Genome‐scale Metabolic Modeling Guided Escherichia coli Engineering for De Novo Biosynthesis of Chrysanthemic Acid

Abstract Chrysanthemic acid is an unconventional monoterpene moiety of the natural pesticide pyrethrins with notable anti‐insect activity, making its industrial biosynthesis a promising avenue for sustainable agriculture. Here, an E. coli cell factory is designed and build for highly efficient chrysanthemic acid production guided by Genome‐scale metabolic models (GEM). The biosynthetic pathway is reconstructed and simulated the metabolic changes caused by exogenous modules are simulated. A key metabolic branch point catalyzed by ispA is identified by this model, and inhibiting its expression using synthetic small RNA redirected the metabolic flux, resulting in the titers of precursor chrysanthemol and chrysanthemic acid increasing by 162% and 59%, respectively. The effect of the expression level of downstream dehydrogenases on chrysanthemic acid titer is also predicated using GEM, and the further optimization of copy number for dehydrogenase genes led to a notably 570% increase in chrysanthemic acid titer experimentally.
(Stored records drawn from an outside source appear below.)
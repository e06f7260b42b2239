use std::str::FromStr;
use std::sync::Arc;

use axum::{
    extract::{Path, Query, State},
    http::StatusCode,
    response::{IntoResponse, Response},
    Json,
};
use serde::Deserialize;
use tracing::info;

use crate::db::{DbOffering, OfferingRow, OfferingView};
use crate::server::types::ApiErrorType;
use crate::server::AppState;
use crate::types::WatchCode;

#[derive(Debug, Deserialize)]
pub struct AvailableQuery {
    view: Option<String>,
    min: Option<u32>,
}

fn rows(offerings: &[DbOffering], view: OfferingView) -> Vec<OfferingRow> {
    offerings.iter().map(|o| o.project(view)).collect()
}

/// GET /offerings
/// Returns every stored offering joined with its subject
pub async fn get_all_offerings(State(s): State<Arc<AppState>>) -> Response {
    info!("GET /offerings");

    match s.offerings.query_all() {
        Ok(data) => (StatusCode::OK, Json(rows(&data, OfferingView::Full))).into_response(),
        Err(e) => ApiErrorType::from((
            StatusCode::INTERNAL_SERVER_ERROR,
            "Failed to fetch offerings",
            Some(e.to_string()),
        ))
        .into_response(),
    }
}

/// GET /offerings/available?view=&min=
/// Returns offerings with at least `min` (default 1) free seats, projected
/// through `view`
pub async fn get_available_offerings(
    Query(query): Query<AvailableQuery>,
    State(s): State<Arc<AppState>>,
) -> Response {
    info!("GET /offerings/available {:?}", query);

    let view = match OfferingView::from_str(query.view.as_deref().unwrap_or("")) {
        Ok(view) => view,
        Err(e) => return ApiErrorType::from(e).into_response(),
    };

    match s.offerings.query_by_availability(query.min.unwrap_or(1)) {
        Ok(data) => (StatusCode::OK, Json(rows(&data, view))).into_response(),
        Err(e) => ApiErrorType::from(e).into_response(),
    }
}

/// GET /offerings/:code
/// Returns all sections of one subject
pub async fn get_offerings_by_code(
    Path(code): Path<String>,
    State(s): State<Arc<AppState>>,
) -> Response {
    info!("GET /offerings/{}", code);

    let code = match WatchCode::parse(&code) {
        Ok(code) => code,
        Err(e) => return ApiErrorType::from(e).into_response(),
    };

    match s.offerings.query_by_code(code.as_str()) {
        Ok(data) if data.is_empty() => ApiErrorType::from((
            StatusCode::NOT_FOUND,
            "Subject not in the listing",
            Some(code.to_string()),
        ))
        .into_response(),
        Ok(data) => (StatusCode::OK, Json(rows(&data, OfferingView::Full))).into_response(),
        Err(e) => ApiErrorType::from(e).into_response(),
    }
}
By integrating the debranching strategy with copy number optimization, a record chrysanthemic acid titer 141.78 mg L −1 is achieved in a bioreactor. The work seamlessly integrated in silico modeling optimization with wet‐lab practices that significantly enhance target metabolite titer through metabolic network engineering, offering a new route for constructing efficient cell factories for natural bioproducts.